In [None]:
# ------------------------------------------------
# Konfiguration
# ------------------------------------------------
datei = 'test.xml'
dateiname = "graph"
knotenwert = 1
kantenwert = 1
gesuchter_knoten = "a300"  # <-- hier den zu suchenden Knoten eintragen
Nur_Typnummer = True # # <-- Auf False setzen, um nur Typnummern (z. B. a300) zu zeigen

In [None]:
# -*- coding: utf-8 -*-
# ============================================
# Märchenanalyse mit Graph-Erstellung (pyvis)
# und Hervorhebung eines bestimmten Knotens
# ============================================

import xml.etree.ElementTree as ET
import pandas as pd
from pyvis.network import Network
from itertools import combinations
from collections import defaultdict

# ------------------------------------------------
# TEI-XML-Datei einlesen und df erzeugen
# ------------------------------------------------
def read_xml_into_df(datei: str):
    '''
     TEI-XML-Datei einlesen und CSV erzeugen
    '''
    tree = ET.parse(datei)
    root_node = tree.getroot()
    NS = {'tei': 'http://www.tei-c.org/ns/1.0'}

    labelas = []
    labelxs = []

    for corp in root_node.findall(".//tei:teiCorpus", NS):
        for tei in corp.findall("tei:TEI", NS):
            for ganze in tei.findall(".//tei:text", NS):
                labelx = ganze.attrib['{http://www.w3.org/XML/1998/namespace}id']
                for body in ganze.findall(".//tei:body", NS):
                    for absatz in body.findall(".//tei:p", NS):
                        for phrase in absatz.findall(".//tei:seg", NS):
                            labela = phrase.attrib['{www.dglab.uni-jena.de/vmf/a}ana']
                            if labela.startswith('a'):
                                labelas.append(labela)
                                labelxs.append(labelx)

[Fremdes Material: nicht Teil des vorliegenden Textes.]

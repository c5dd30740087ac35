//! Report API endpoints (managers, HR and administrators)
//!
//! - GET /api/reports/dashboard - Cached landing-page figures
//! - POST /api/reports - Generate and store a report
//! - GET /api/reports, GET/DELETE /api/reports/{id}
//! - GET /api/reports/{id}/export - CSV download

use axum::{
    extract::{Path, Query, State},
    http::{header, StatusCode},
    response::IntoResponse,
    routing::get,
    Json, Router,
};
use serde::Deserialize;

use crate::api::common::PaginationQuery;
use crate::api::middleware::{ApiError, AppState, ManagerUser};
use crate::models::{PagedResult, Report, ReportType};
use crate::services::report::GenerateReportInput;
use crate::services::DashboardSummary;

#[derive(Debug, Default, Deserialize)]
pub struct ReportQuery {
    #[serde(default)]
    pub report_type: Option<ReportType>,
}

pub fn router() -> Router<AppState> {
    Router::new()
        .route("/", get(list).post(generate))
        .route("/dashboard", get(dashboard))
        .route("/{id}", get(get_one).delete(delete))
        .route("/{id}/export", get(export))
}

async fn dashboard(State(state): State<AppState>, _user: ManagerUser) -> Result<Json<DashboardSummary>, ApiError> {
    Ok(Json(state.report_service.dashboard().await?))
}

async fn generate(
    State(state): State<AppState>,
    ManagerUser(user): ManagerUser,
    Json(input): Json<GenerateReportInput>,
) -> Result<(StatusCode, Json<Report>), ApiError> {
    let report = state.report_service.generate(&user, input).await?;
    Ok((StatusCode::CREATED, Json(report)))
}

async fn list(
    State(state): State<AppState>,
    _user: ManagerUser,
    Query(query): Query<ReportQuery>,
    Query(page): Query<PaginationQuery>,
) -> Result<Json<PagedResult<Report>>, ApiError> {
    Ok(Json(state.report_service.list(query.report_type, &page.params()).await?))
}

async fn get_one(State(state): State<AppState>, _user: ManagerUser, Path(id): Path<i64>) -> Result<Json<Report>, ApiError> {
    Ok(Json(state.report_service.get(id).await?))
}

async fn delete(State(state): State<AppState>, _user: ManagerUser, Path(id): Path<i64>) -> Result<StatusCode, ApiError> {
    state.report_service.delete(id).await?;
    Ok(StatusCode::NO_CONTENT)
}

async fn export(
    State(state): State<AppState>,
    _user: ManagerUser,
    Path(id): Path<i64>,
) -> Result<impl IntoResponse, ApiError> {
    let (filename, csv) = state.report_service.export_csv(id).await?;
    Ok((
        [
            (header::CONTENT_TYPE, "text/csv; charset=utf-8".to_string()),
            (header::CONTENT_DISPOSITION, format!("attachment; filename=\"{}\"", filename)),
        ],
        csv,
    ))
}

    df = pd.DataFrame({"labela": labelas, "labelx": labelxs})
    df.drop_duplicates(inplace=True)
    return df

# ------------------------------------------------
# Graph-Daten aus XML laden
# ------------------------------------------------

df = read_xml_into_df(datei)
unique_df = df.drop_duplicates()

net = Network(notebook=True)
net.force_atlas_2based()

edges = {}
min_frequency = 1
min_unique_labelx = knotenwert
self_loops = {}
node_frequency = defaultdict(set)

# ------------------------------------------------
# XSD einlesen für Bezeichnungs-Ersetzungen
# ------------------------------------------------
xsd_path = 'kf/vmf_a.xsd'
tree = ET.parse(xsd_path)
root = tree.getroot()
ns = {'xs': 'http://www.w3.org/2001/XMLSchema'}

replacement_dict = {}
for enumeration in root.findall(".//xs:enumeration", ns):
    value = enumeration.attrib.get('value', '')
    if ' ' in value:
        split_value = value.split(' ', 1)
        key = split_value[0]
        replacement_dict[key] = value

# ------------------------------------------------
# Option: vollständige Labels ein- oder ausschalten
# ------------------------------------------------
show_full_labels = Nur_Typnummer  

def get_display_label(labela):
    """Gibt entweder nur die Typnummer oder den vollständigen Labeltext zurück."""
    if show_full_labels:
        return replacement_dict.get(labela, labela)
    else:
        return labela

# ------------------------------------------------
# Kanten- und Knotenwert berechnen
# ------------------------------------------------
for labelx, group in unique_df.groupby('labelx'):
    labelas = group['labela'].unique()
    
    if len(labelas) == 1:
        labela = labelas[0]
        if labela in self_loops:
            self_loops[labela]['weight'] += 1
            self_loops[labela]['labelx_values'].append(labelx)
        else:
            self_loops[labela] = {'weight': 1, 'labelx_values': [labelx]}
        node_frequency[labela].add(labelx)
    else:
        for pair in combinations(labelas, 2):
            sorted_pair = tuple(sorted(pair))
            if sorted_pair in edges:
                edges[sorted_pair]['weight'] += 1
                edges[sorted_pair]['labelx_values'].append(labelx)
            else:
                edges[sorted_pair] = {'weight': 1, 'labelx_values': [labelx]}
            node_frequency[pair[0]].add(labelx)
            node_frequency[pair[1]].add(labelx)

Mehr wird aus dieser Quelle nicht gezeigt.